La palme d'or 2014 fut bien plus contestée que celle de 2013. Autant La Vie d'Adèle avait recueille les suffrages des journalistes tout comme ceux du jury, autant Winter Sleep n'avait pas du tout marqué la presse cannoise, éclipsé par le phénomène Dolan.
Alors qu'en est-il? Eh bien, contrairement à ce que certains ont pu dire, c'est un très bon film. Une oeuvre aboutie, travaillée, cohérente, caractérielle. C'est l'histoire d'un homme qui dort. Qui connaît un hiver sans fin. Il s'endort, consciemment ou pas, face à la misère, face au mal, qu'il clame pourtant être son ennemi juré. Il s'endort face au malheur de sa femme. Il ne comprend pas; et de toute façon, ce n'est pas de sa faute, il a été irréprochable, il a gagné sa vie en étant un exemple d'intégrité et de vertu, il n'a pas à rendre des comptes. Autour de lui, tout un monde, peuplé d'êtres mystérieux à ses yeux, d'une blancheur éclatante. Un peu comme ce chien, ou comme ce lapin, qu'il retrouve morts et qui le laissent de marbre. Comme ce cheval qui se bat pour survivre dans l'eau (dans une magnifique scène), et qu'il toise de son regard souverain. De toute façon ce n'est pas à lui de le sauver, il y'a ses employés pour ça. Au contraire, du haut de ses articles et des ses livres, il supervise la vie de sa région; un intellectuel est par nature quelqu'un qui combat le mal dans une société, alors pourquoi s'embêter avec une remise en question?

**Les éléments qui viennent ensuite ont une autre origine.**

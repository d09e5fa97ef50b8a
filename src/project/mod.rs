//! Declarative project descriptions.
//!
//! A project is a root directory plus a set of named services and commands and
//! a list of linked projects whose networks its containers must share. Projects
//! are loaded from a `devstack.toml` file; the directory containing that file
//! is the project root and the sole boundary for path-scoped operations.
//!
//! ```toml
//! name = "shop"
//! src = "."
//! links = ["payments"]
//!
//! [services.web]
//! image = "nginx:alpine"
//! roles = ["src", "main"]
//! port = 80
//!
//! [commands.npm]
//! image = "node:20"
//! command = "npm"
//! ```

pub mod command;
pub mod service;

pub use command::{Command, CommandKind};
pub(crate) use command::append_arguments;
pub use service::{AdditionalVolume, Logging, Role, Service, VolumeMode, container_dir_for};

use crate::env;
use regex::Regex;
use serde::{Deserialize, Serialize};
use std::collections::BTreeMap;
use std::path::{Path, PathBuf};
use std::sync::OnceLock;
use tracing::debug;

/// Errors raised while loading or validating a project description.
#[derive(Debug, thiserror::Error)]
pub enum ProjectError {
    /// File could not be read
    #[error("Failed to read project file {path}: {source}")]
    Io {
        path: PathBuf,
        #[source]
        source: std::io::Error,
    },

    /// File is not valid TOML for a project
    #[error("Invalid project file: {0}")]
    Parse(#[from] toml::de::Error),

    /// No project file between the start directory and the filesystem root
    #[error("No {} found in {} or any parent directory", env::PROJECT_FILE_NAME, .0.display())]
    NotFound(PathBuf),

    /// Semantically invalid description
    #[error("Invalid project '{project}': {reason}")]
    Invalid { project: String, reason: String },
}

/// A project description.
#[derive(Debug, Clone, PartialEq, Serialize, Deserialize)]
pub struct Project {
    /// Project name, unique per machine; part of every resource name
    pub name: String,
    /// Project root directory, set when loading
    #[serde(skip)]
    pub root: PathBuf,
    /// Source tree, relative to the root
    #[serde(default = "default_src")]
    pub src: PathBuf,
    /// Names of projects whose networks this project's containers join
    #[serde(default)]
    pub links: Vec<String>,
    #[serde(default)]
    pub services: BTreeMap<String, Service>,
    #[serde(default)]
    pub commands: BTreeMap<String, Command>,
}

fn default_src() -> PathBuf {
    PathBuf::from(".")
}

fn name_pattern() -> &'static Regex {
    static PATTERN: OnceLock<Regex> = OnceLock::new();
    PATTERN.get_or_init(|| Regex::new(r"^[a-zA-Z0-9][a-zA-Z0-9_.-]*$").expect("valid regex"))
}

impl Project {
    /// Create an empty project rooted at `root`.
    pub fn new(name: impl Into<String>, root: impl Into<PathBuf>) -> Self {
        Self {
            name: name.into(),
            root: root.into(),
            src: default_src(),
            links: Vec::new(),
            services: BTreeMap::new(),
            commands: BTreeMap::new(),
        }
    }

    pub fn with_service(mut self, name: impl Into<String>, service: Service) -> Self {
        self.services.insert(name.into(), service);
        self
    }

    pub fn with_command(mut self, name: impl Into<String>, command: Command) -> Self {
        self.commands.insert(name.into(), command);
        self
    }

    pub fn with_link(mut self, project_name: impl Into<String>) -> Self {
        self.links.push(project_name.into());
        self
    }

    /// Parse a project description and validate it.
    pub fn from_toml_str(content: &str, root: impl Into<PathBuf>) -> Result<Self, ProjectError> {
        let mut project: Project = toml::from_str(content)?;
        project.root = root.into();
        project.validate()?;
        Ok(project)
    }

    /// Load a project file; its parent directory becomes the project root.
    pub fn from_toml_file<P: AsRef<Path>>(path: P) -> Result<Self, ProjectError> {
        let path = path.as_ref();
        let content = std::fs::read_to_string(path).map_err(|source| ProjectError::Io {
            path: path.to_path_buf(),
            source,
        })?;
        let root = path
            .parent()
            .map(Path::to_path_buf)
            .unwrap_or_else(|| PathBuf::from("."));
        debug!("Loading project from {:?} (root {:?})", path, root);
        Self::from_toml_str(&content, root)
    }

    /// Find the nearest project file at or above `start` and load it.
    pub fn discover(start: &Path) -> Result<Self, ProjectError> {
        for dir in start.ancestors() {
            let candidate = dir.join(env::PROJECT_FILE_NAME);
            if candidate.is_file() {
                return Self::from_toml_file(candidate);
            }
        }
        Err(ProjectError::NotFound(start.to_path_buf()))
    }

    /// Check names and required fields.
    pub fn validate(&self) -> Result<(), ProjectError> {
        let invalid = |reason: String| ProjectError::Invalid {
            project: self.name.clone(),
            reason,
        };

        if !name_pattern().is_match(&self.name) {
            return Err(invalid(format!("'{}' is not a valid project name", self.name)));
        }
        for (name, service) in &self.services {
            if !name_pattern().is_match(name) {
                return Err(invalid(format!("'{}' is not a valid service name", name)));
            }
            if service.image.trim().is_empty() {
                return Err(invalid(format!("service '{}' has no image", name)));
            }
        }
        for (name, command) in &self.commands {
            if !name_pattern().is_match(name) {
                return Err(invalid(format!("'{}' is not a valid command name", name)));
            }
            if command.kind() == CommandKind::Normal && command.image.is_none() {
                return Err(invalid(format!("command '{}' has no image", name)));
            }
        }
        if self.links.iter().any(|l| l == &self.name) {
            return Err(invalid("a project cannot link to itself".to_string()));
        }
        Ok(())
    }

    pub fn service(&self, name: &str) -> Option<&Service> {
        self.services.get(name)
    }

    pub fn command(&self, name: &str) -> Option<&Command> {
        self.commands.get(name)
    }

    /// Absolute path of the source tree on the host.
    pub fn src_path(&self) -> PathBuf {
        if self.src == Path::new(".") {
            self.root.clone()
        } else {
            self.root.join(&self.src)
        }
    }

    /// First service carrying `role`, by name order.
    pub fn service_with_role(&self, role: &Role) -> Option<(&str, &Service)> {
        self.services
            .iter()
            .find(|(_, s)| s.has_role(role))
            .map(|(n, s)| (n.as_str(), s))
    }

    /// Every image referenced by a service or command, labelled `service/<name>`
    /// or `command/<name>`, in declaration-name order.
    pub fn images(&self) -> Vec<(String, String)> {
        let services = self
            .services
            .iter()
            .map(|(n, s)| (format!("service/{}", n), s.image.clone()));
        let commands = self
            .commands
            .iter()
            .filter_map(|(n, c)| c.image.clone().map(|i| (format!("command/{}", n), i)));
        services.chain(commands).collect()
    }
}
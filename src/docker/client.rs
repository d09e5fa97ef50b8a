//! Docker/Podman client wrapper.
//!
//! Provides a simplified interface to the bollard Docker API with connection
//! fallback and the container queries the engine needs.

use crate::engine::{EngineError, Result};
use bollard::Docker;
use std::sync::Arc;
use tracing::{debug, info};

/// Observed state of a container.
#[derive(Debug, Clone, Copy, PartialEq, Eq)]
pub enum ContainerState {
    Running,
    Paused,
    Restarting,
    Stopped,
    Dead,
}

/// Docker/Podman API client wrapper.
#[derive(Clone)]
pub struct ContainerClient {
    docker: Arc<Docker>,
}

fn is_not_found(e: &bollard::errors::Error) -> bool {
    matches!(
        e,
        bollard::errors::Error::DockerResponseServerError {
            status_code: 404,
            ..
        }
    )
}

impl ContainerClient {
    /// Connect to Docker or Podman and verify the daemon answers.
    ///
    /// # Errors
    ///
    /// Returns [`EngineError::Backend`] if no runtime is reachable.
    pub async fn connect() -> Result<Self> {
        let client = Self {
            docker: Arc::new(Self::connect_docker()?),
        };
        client.ping().await?;
        Ok(client)
    }

    /// Tries local defaults (socket, named pipe or `DOCKER_HOST`), then the
    /// rootless and system Podman sockets.
    fn connect_docker() -> Result<Docker> {
        debug!("Attempting to connect to container runtime...");

        match Docker::connect_with_local_defaults() {
            Ok(docker) => {
                info!("Connected to container runtime via local defaults");
                return Ok(docker);
            }
            Err(e) => {
                debug!("Local defaults failed: {}", e);
            }
        }

        #[cfg(unix)]
        {
            let mut sockets = Vec::new();
            if let Ok(runtime_dir) = std::env::var("XDG_RUNTIME_DIR") {
                sockets.push(format!("unix://{}/podman/podman.sock", runtime_dir));
            }
            sockets.push("unix:///run/podman/podman.sock".to_string());

            for socket in sockets {
                debug!("Trying Podman socket: {}", socket);
                match Docker::connect_with_socket(&socket, 120, bollard::API_DEFAULT_VERSION) {
                    Ok(docker) => {
                        info!("Connected to Podman via {}", socket);
                        return Ok(docker);
                    }
                    Err(e) => {
                        debug!("Podman socket {} failed: {}", socket, e);
                    }
                }
            }
        }

        Err(EngineError::Backend(
            "Failed to connect to Docker or Podman. Please ensure Docker or Podman is installed and running."
                .to_string(),
        ))
    }

    /// Ping the container runtime to verify connectivity.
    pub async fn ping(&self) -> Result<()> {
        self.docker
            .ping()
            .await
            .map_err(|e| EngineError::Backend(format!("Failed to ping container runtime: {}", e)))?;
        debug!("Container runtime ping successful");
        Ok(())
    }

    /// Get the underlying Docker client.
    pub fn docker(&self) -> &Docker {
        &self.docker
    }

    /// Check if an image exists locally.
    pub async fn image_exists(&self, image: &str) -> Result<bool> {
        match self.docker.inspect_image(image).await {
            Ok(_) => Ok(true),
            Err(e) if is_not_found(&e) => Ok(false),
            Err(e) => Err(e.into()),
        }
    }

    /// Default entrypoint and command of a local image.
    pub async fn image_command(&self, image: &str) -> Result<(Vec<String>, Vec<String>)> {
        let inspect = self.docker.inspect_image(image).await?;
        let config = inspect.config.unwrap_or_default();
        Ok((config.entrypoint.unwrap_or_default(), config.cmd.unwrap_or_default()))
    }

    /// State of a container; `None` if no such container exists.
    pub async fn container_state(&self, name_or_id: &str) -> Result<Option<ContainerState>> {
        let inspect = match self
            .docker
            .inspect_container(
                name_or_id,
                None::<bollard::query_parameters::InspectContainerOptions>,
            )
            .await
        {
            Ok(inspect) => inspect,
            Err(e) if is_not_found(&e) => return Ok(None),
            Err(e) => return Err(e.into()),
        };

        let Some(state) = inspect.state else {
            return Ok(Some(ContainerState::Stopped));
        };

        Ok(Some(if state.running.unwrap_or(false) {
            ContainerState::Running
        } else if state.paused.unwrap_or(false) {
            ContainerState::Paused
        } else if state.restarting.unwrap_or(false) {
            ContainerState::Restarting
        } else if state.dead.unwrap_or(false) {
            ContainerState::Dead
        } else {
            ContainerState::Stopped
        }))
    }

    /// Whether a container exists and is running.
    pub async fn is_running(&self, name: &str) -> Result<bool> {
        Ok(self.container_state(name).await? == Some(ContainerState::Running))
    }

    /// Host port published for `container_port/tcp` of a running container.
    pub async fn published_port(&self, name: &str, container_port: u16) -> Result<Option<u16>> {
        let inspect = match self
            .docker
            .inspect_container(name, None::<bollard::query_parameters::InspectContainerOptions>)
            .await
        {
            Ok(inspect) => inspect,
            Err(e) if is_not_found(&e) => return Ok(None),
            Err(e) => return Err(e.into()),
        };

        let key = format!("{}/tcp", container_port);
        Ok(inspect
            .network_settings
            .and_then(|settings| settings.ports)
            .and_then(|mut ports| ports.remove(&key).flatten())
            .and_then(|bindings| {
                bindings
                    .into_iter()
                    .find_map(|b| b.host_port.and_then(|p| p.parse().ok()))
            }))
    }

    /// Start an existing container.
    pub async fn start_container(&self, name: &str) -> Result<()> {
        debug!("Starting container: {}", name);
        self.docker
            .start_container(name, None::<bollard::container::StartContainerOptions<String>>)
            .await?;
        info!("Started container: {}", name);
        Ok(())
    }

    /// Stop a container, waiting at most `timeout` seconds before killing it.
    /// A missing container counts as stopped.
    pub async fn stop_container(&self, name: &str, timeout: i64) -> Result<()> {
        debug!("Stopping container: {}", name);
        match self
            .docker
            .stop_container(name, Some(bollard::container::StopContainerOptions { t: timeout }))
            .await
        {
            Ok(()) => {
                info!("Stopped container: {}", name);
                Ok(())
            }
            Err(e) if is_not_found(&e) => Ok(()),
            // 304: already stopped
            Err(bollard::errors::Error::DockerResponseServerError {
                status_code: 304, ..
            }) => Ok(()),
            Err(e) => Err(e.into()),
        }
    }

    /// Remove a container together with its anonymous volumes. A missing
    /// container is not an error.
    pub async fn remove_container(&self, name: &str) -> Result<()> {
        debug!("Removing container: {}", name);
        match self
            .docker
            .remove_container(
                name,
                Some(bollard::container::RemoveContainerOptions {
                    force: true,
                    v: true,
                    ..Default::default()
                }),
            )
            .await
        {
            Ok(()) => {
                debug!("Removed container: {}", name);
                Ok(())
            }
            Err(e) if is_not_found(&e) => Ok(()),
            Err(e) => Err(e.into()),
        }
    }

    /// Wait for a container to exit and return its exit code.
    pub async fn wait_container(&self, name: &str) -> Result<i64> {
        use futures::stream::StreamExt;

        let mut stream = self
            .docker
            .wait_container(name, None::<bollard::container::WaitContainerOptions<String>>);
        let mut exit_code = 0;
        while let Some(result) = stream.next().await {
            match result {
                Ok(response) => exit_code = response.status_code,
                // non-zero exits surface as an error carrying the code
                Err(bollard::errors::Error::DockerContainerWaitError { code, .. }) => {
                    exit_code = code
                }
                Err(e) => return Err(e.into()),
            }
        }
        debug!("Container {} exited with {}", name, exit_code);
        Ok(exit_code)
    }

    /// Combined stdout and stderr of a container.
    pub async fn logs(&self, name: &str) -> Result<String> {
        use futures::stream::StreamExt;

        let mut stream = self.docker.logs(
            name,
            Some(bollard::container::LogsOptions::<String> {
                stdout: true,
                stderr: true,
                tail: "all".to_string(),
                ..Default::default()
            }),
        );
        let mut output = String::new();
        while let Some(result) = stream.next().await {
            output.push_str(&result?.to_string());
        }
        Ok(output)
    }
}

Véritable fresque psychologique et sociale, Winter Sleep m'a impressionné par ses personnages, tous plus repoussants les uns que les autres, mais pourtant pas dénués de sens moral ou d'intégrité. C'est l'ébranlement de tout un monde; la bourgeoisie turque voit ses garde-fous habituels (la culture, l'honnêteté, le travail) voler en éclat face à l'implacable regard du paysan (incarné par la touchante sincérité du petit garçon): quoi de plus absurde que de passer des heures à discuter de la façon dont on combat le mal devant une table copieusement garnie, et d'être interrompu par un paysan qui a fait des dizaines de kilomètres à pied pour convaincre monsieur de ne pas lui taxer 70 euros? C'est d'ailleurs l'aspect que j'ai préféré. Certes, Aydin est un personnage monumental de profondeur et très intéressant à cerner, et bien que l'intérêt était peut-être justement de montrer à quel point le confort matériel et intellectuel peut conduire à l'oubli de la vie, tout simplement, j'ai eu du mal à ne pas perdre le fil pendant les interminables dialogues.
Magnifique fresque qui marque par sa justesse psychologique et sociale, ancré dans un univers splendide, planté dans ce fabuleux décor d'Anatolie qui va si bien à la léthargie du personnage, mais trop bavard et, du coup, trop aride émotionnellement, Winter Sleep est un très bon film qui n'a pas l'allure d'une palme d'or. Loin de là.